// Copyright 2025 The Ember Authors.
//
// Use of this source code is governed by a BSD 3-clause
// license that can be found in the LICENSE file.

//! Implements preemptive multitasking, using independent threads of execution.
//!
//! This module allows the kernel to start an arbitrary number of threads,
//! preemptively scheduling between them by priority. Threads can sleep
//! until a timer tick, block and be unblocked, and exit as needed.
//!
//! ## Initialisation
//!
//! The [`init`] function adopts the running execution context as the
//! initial thread, `main`, allowing new threads to be created. [`start`]
//! then creates the idle and wakeup threads and enables interrupts, at
//! which point timer ticks begin to preempt the running thread.
//!
//! ## Manipulating threads
//!
//! Threads are created with [`create`], which hands the new thread to the
//! scheduler immediately. A running thread may give up the CPU with
//! [`yield_now`], suspend itself until a tick with
//! [`sleep_until`], block indefinitely with [`block`] (to be resumed by
//! [`unblock`]), or terminate with [`exit`].
//!
//! ## Scheduling policies
//!
//! In the default mode a thread's priority is fixed at creation and
//! adjusted only by [`set_priority`]. When the kernel boots with
//! `-o mlfqs` (see [`BootArgs`]), priorities are instead recomputed from
//! recent CPU usage, niceness, and the system load average; see
//! [`set_nice`], [`get_load_avg`] and [`get_recent_cpu`].

use crate::multitasking::cpu_local;
use alloc::boxed::Box;
use alloc::collections::BTreeMap;
use alloc::string::String;
use alloc::sync::Arc;
use core::alloc::Layout;
use core::cell::UnsafeCell;
use core::fmt;
use core::ptr::NonNull;
use core::sync::atomic::{AtomicBool, AtomicI64, AtomicU64, Ordering};
use crossbeam::atomic::AtomicCell;
use fixedpoint::Fixed;
use interrupts::Level;
use log::{debug, info, trace};

mod mlfq;
mod scheduler;
mod sleep;
mod switch;

pub use mlfq::{get_load_avg, get_recent_cpu, set_nice};
pub use sleep::sleep_until;

/// The lowest priority a thread can have.
///
pub const PRI_MIN: i32 = 0;

/// The highest priority a thread can have.
///
pub const PRI_MAX: i32 = 63;

/// The priority given to threads that do not ask for one.
///
pub const PRI_DEFAULT: i32 = 31;

/// The lowest niceness a thread can have.
///
pub const NICE_MIN: i32 = -20;

/// The highest niceness a thread can have.
///
pub const NICE_MAX: i32 = 20;

/// The size in bytes of each thread's stack, including the
/// overflow canary at its base.
///
const STACK_SIZE: usize = 64 * 1024;

/// Sentinel stored in every thread structure and at the base
/// of every stack. A corrupted sentinel means the thread has
/// overflowed its stack.
///
const THREAD_MAGIC: u64 = 0x74d9_a1c4_5ef0_3b87;

/// THREADS stores all living threads, referencing them by
/// their thread id. This is the all-threads registry: threads
/// are added when created and removed when they exit, and the
/// MLFQ policy iterates it to recompute every thread's state.
///
static THREADS: spin::Mutex<BTreeMap<ThreadId, Arc<Thread>>> =
    spin::Mutex::new(BTreeMap::new());

/// Whether [`init`] has run.
///
static INITIALISED: AtomicBool = AtomicBool::new(false);

/// Tick statistics, kept by the timer interrupt handler.
///
static IDLE_TICKS: AtomicI64 = AtomicI64::new(0);
static KERNEL_TICKS: AtomicI64 = AtomicI64::new(0);
static USER_TICKS: AtomicI64 = AtomicI64::new(0);

/// Boot-time configuration, in the kernel command line style.
///
#[derive(Clone, Copy, Debug, Default, Eq, PartialEq)]
pub struct BootArgs {
    /// Use the multi-level feedback queue scheduler instead
    /// of static priorities.
    pub mlfqs: bool,
}

impl BootArgs {
    /// Parses a kernel command line. The only recognised
    /// option is `-o mlfqs`.
    ///
    pub fn parse(args: &[&str]) -> BootArgs {
        BootArgs {
            mlfqs: args.windows(2).any(|pair| pair == ["-o", "mlfqs"]),
        }
    }
}

/// Uniquely identifies a thread.
///
#[derive(Debug, Clone, Copy, PartialEq, Eq, PartialOrd, Ord)]
pub struct ThreadId(u64);

impl ThreadId {
    /// Allocates and returns the next available ThreadId.
    ///
    /// Identifiers start at 1 and increase monotonically; the
    /// atomic counter makes allocation safe against concurrent
    /// creation.
    ///
    fn new() -> Self {
        static NEXT_THREAD_ID: AtomicU64 = AtomicU64::new(1);
        ThreadId(NEXT_THREAD_ID.fetch_add(1, Ordering::Relaxed))
    }

    /// Returns a numerical representation for the thread id.
    ///
    pub const fn as_u64(&self) -> u64 {
        self.0
    }
}

/// Describes the scheduling state of a thread.
///
#[derive(Debug, Copy, Clone, Eq, PartialEq)]
pub enum ThreadState {
    /// The thread is waiting to be unblocked.
    Blocked,

    /// The thread is on the ready list, waiting for the CPU.
    Ready,

    /// The thread is executing.
    Running,

    /// The thread is being destroyed.
    Dying,
}

/// The address space seam.
///
/// The virtual-memory layer lives outside this core; a thread
/// that has one carries it as a trait object, and the
/// scheduler activates it on every switch to that thread.
///
pub trait AddressSpace: Send + Sync {
    /// Called with interrupts disabled each time a thread
    /// owning this address space is switched onto the CPU.
    fn activate(&self);
}

/// A thread's stack: one zeroed allocation, owned by the
/// thread, with the overflow canary at its lowest word.
///
struct Stack {
    base: NonNull<u8>,
    layout: Layout,
}

impl Stack {
    /// Allocates a zeroed stack, or returns None if the
    /// allocator is exhausted.
    ///
    fn allocate() -> Option<Stack> {
        let layout = Layout::from_size_align(STACK_SIZE, 16).expect("bad stack layout");
        let base = NonNull::new(unsafe { alloc::alloc::alloc_zeroed(layout) })?;
        let stack = Stack { base, layout };
        unsafe { (stack.base.as_ptr() as *mut u64).write(THREAD_MAGIC) };
        Some(stack)
    }

    /// Returns the address one past the top of the stack.
    ///
    fn top(&self) -> *mut u8 {
        unsafe { self.base.as_ptr().add(STACK_SIZE) }
    }

    /// Returns whether the canary at the base of the stack is
    /// intact.
    ///
    fn canary_intact(&self) -> bool {
        unsafe { (self.base.as_ptr() as *const u64).read() == THREAD_MAGIC }
    }
}

impl Drop for Stack {
    fn drop(&mut self) {
        unsafe { alloc::alloc::dealloc(self.base.as_ptr(), self.layout) };
    }
}

/// Contains the metadata for a thread of execution.
///
pub struct Thread {
    // This thread's unique id.
    id: ThreadId,

    // Short human-readable label, at most 15 bytes.
    name: String,

    // The thread's current scheduling state.
    status: AtomicCell<ThreadState>,

    // Scheduling priority, in [PRI_MIN, PRI_MAX]. Fixed in
    // the static policy, recomputed by the MLFQ policy.
    priority: AtomicCell<i32>,

    // Niceness, in [NICE_MIN, NICE_MAX]. MLFQ only.
    nice: AtomicCell<i32>,

    // Decayed estimate of recent CPU use. MLFQ only.
    recent_cpu: AtomicCell<Fixed>,

    // The absolute tick at which a sleeping thread must wake,
    // or 0 if the thread is not sleeping.
    sleep_endtick: AtomicCell<i64>,

    // The thread's saved stack pointer. While the thread is
    // executing, this value is stale. When the thread is
    // switched out, its final stack pointer is written here;
    // when it is resumed, the stack pointer is restored from
    // this value.
    stack_pointer: UnsafeCell<*mut u8>,

    // The thread's stack. The initial thread has no entry
    // here: it runs on the stack the embedder gave us, which
    // we do not own and must never free.
    stack: Option<Stack>,

    // The thread's address space, if the process layer gave
    // it one. Activated on every switch to this thread.
    address_space: Option<Arc<dyn AddressSpace>>,

    // Stack-overflow sentinel; always THREAD_MAGIC.
    magic: u64,
}

// Thread is not thread-safe by default, as its stack pointer
// is stored in an UnsafeCell. However, the cell is only ever
// accessed by the scheduler with interrupts disabled, while
// the thread in question is not executing, so sharing the
// structure is sound in practice.
//
unsafe impl Send for Thread {}
unsafe impl Sync for Thread {}

impl Thread {
    /// Returns the thread's unique id.
    ///
    pub fn id(&self) -> ThreadId {
        self.id
    }

    /// Returns the thread's name.
    ///
    pub fn name(&self) -> &str {
        &self.name
    }

    /// Returns the thread's current scheduling state.
    ///
    pub fn status(&self) -> ThreadState {
        self.status.load()
    }

    /// Returns the thread's current priority.
    ///
    pub fn priority(&self) -> i32 {
        self.priority.load()
    }

    /// Returns the thread's niceness.
    ///
    pub fn nice(&self) -> i32 {
        self.nice.load()
    }

    /// Returns the thread's decayed recent CPU estimate.
    ///
    pub fn recent_cpu(&self) -> Fixed {
        self.recent_cpu.load()
    }

    /// Returns the tick the thread is sleeping until, or 0 if
    /// it is not sleeping.
    ///
    pub fn sleep_endtick(&self) -> i64 {
        self.sleep_endtick.load()
    }

    /// Returns whether the thread's magic and stack canary
    /// are intact.
    ///
    fn overflow_free(&self) -> bool {
        self.magic == THREAD_MAGIC
            && self.stack.as_ref().map_or(true, |stack| stack.canary_intact())
    }
}

impl fmt::Debug for Thread {
    fn fmt(&self, f: &mut fmt::Formatter<'_>) -> fmt::Result {
        f.debug_struct("Thread")
            .field("id", &self.id.0)
            .field("name", &self.name)
            .field("status", &self.status())
            .field("priority", &self.priority())
            .finish()
    }
}

/// Indicates an error encountered while creating a thread.
///
#[derive(Debug, Clone, Copy, Eq, PartialEq)]
pub enum CreateError {
    /// The stack allocation failed. No thread was registered.
    OutOfMemory,
}

/// Initialises the threading system by transforming the code
/// that's currently running into the initial thread, `main`.
///
/// Also initialises the scheduler queues and, in MLFQ mode,
/// zeroes the load average.
///
/// # Panics
///
/// `init` panics if called more than once, or with interrupts
/// enabled.
///
pub fn init(args: &BootArgs) {
    assert_eq!(
        interrupts::level(),
        Level::Off,
        "thread::init called with interrupts enabled"
    );
    assert!(
        !INITIALISED.swap(true, Ordering::SeqCst),
        "thread::init called twice"
    );

    mlfq::init(args.mlfqs);

    // Set up a thread structure for the running context. Its
    // stack belongs to the embedder, so there is no Stack to
    // own, and the saved stack pointer is written on the
    // first switch away from it.
    let initial = Arc::new(Thread {
        id: ThreadId::new(),
        name: String::from("main"),
        status: AtomicCell::new(ThreadState::Running),
        priority: AtomicCell::new(PRI_DEFAULT),
        nice: AtomicCell::new(0),
        recent_cpu: AtomicCell::new(Fixed::ZERO),
        sleep_endtick: AtomicCell::new(0),
        stack_pointer: UnsafeCell::new(core::ptr::null_mut()),
        stack: None,
        address_space: None,
        magic: THREAD_MAGIC,
    });

    THREADS.lock().insert(initial.id, initial.clone());
    cpu_local::set_current_thread(initial);

    debug!("threading initialised (mlfqs: {})", args.mlfqs);
}

/// Starts preemptive scheduling.
///
/// Creates the idle thread and the wakeup thread, enables
/// interrupts, and waits for the idle thread to register
/// itself.
///
pub fn start() {
    let started = Arc::new(crate::multitasking::sync::Semaphore::new(0));
    {
        let started = started.clone();
        create("idle", PRI_MIN, move || scheduler::idle_loop(&started))
            .expect("failed to create the idle thread");
    }
    sleep::create_wakeup_thread();

    // Start preemptive scheduling.
    interrupts::enable();

    // Wait for the idle thread to come up.
    started.down();

    info!("scheduler started");
}

/// Creates a new kernel thread named `name` with the given
/// `priority`, which executes `entry`, and adds it to the
/// ready queue. Returns the new thread's id.
///
/// If the new thread's priority is higher than the creator's,
/// the creator yields so preemption is immediate. The new
/// thread may therefore run — and even exit — before `create`
/// returns.
///
/// When the thread runs, it starts by enabling interrupts and
/// calling `entry`; if `entry` returns, the thread exits.
///
/// # Errors
///
/// Returns [`CreateError::OutOfMemory`] if the stack cannot
/// be allocated; no thread is registered in that case.
///
pub fn create<F>(name: &str, priority: i32, entry: F) -> Result<ThreadId, CreateError>
where
    F: FnOnce() + Send + 'static,
{
    create_common(name, priority, None, Box::new(entry))
}

/// Creates a new thread that owns an address space.
///
/// Like [`create`], but the scheduler will activate
/// `address_space` each time it switches to the new thread,
/// and the timer will account the thread's ticks as user
/// time.
///
pub fn create_with_address_space<F>(
    name: &str,
    priority: i32,
    address_space: Arc<dyn AddressSpace>,
    entry: F,
) -> Result<ThreadId, CreateError>
where
    F: FnOnce() + Send + 'static,
{
    create_common(name, priority, Some(address_space), Box::new(entry))
}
=====
HOW TO COMPLETE THIS TASK
Read through the records above and copy the lines that contain "Allocates".

RESPONSE BOX
    /// Allocates and returns the next available ThreadId.
    /// Allocates a zeroed stack, or returns None if the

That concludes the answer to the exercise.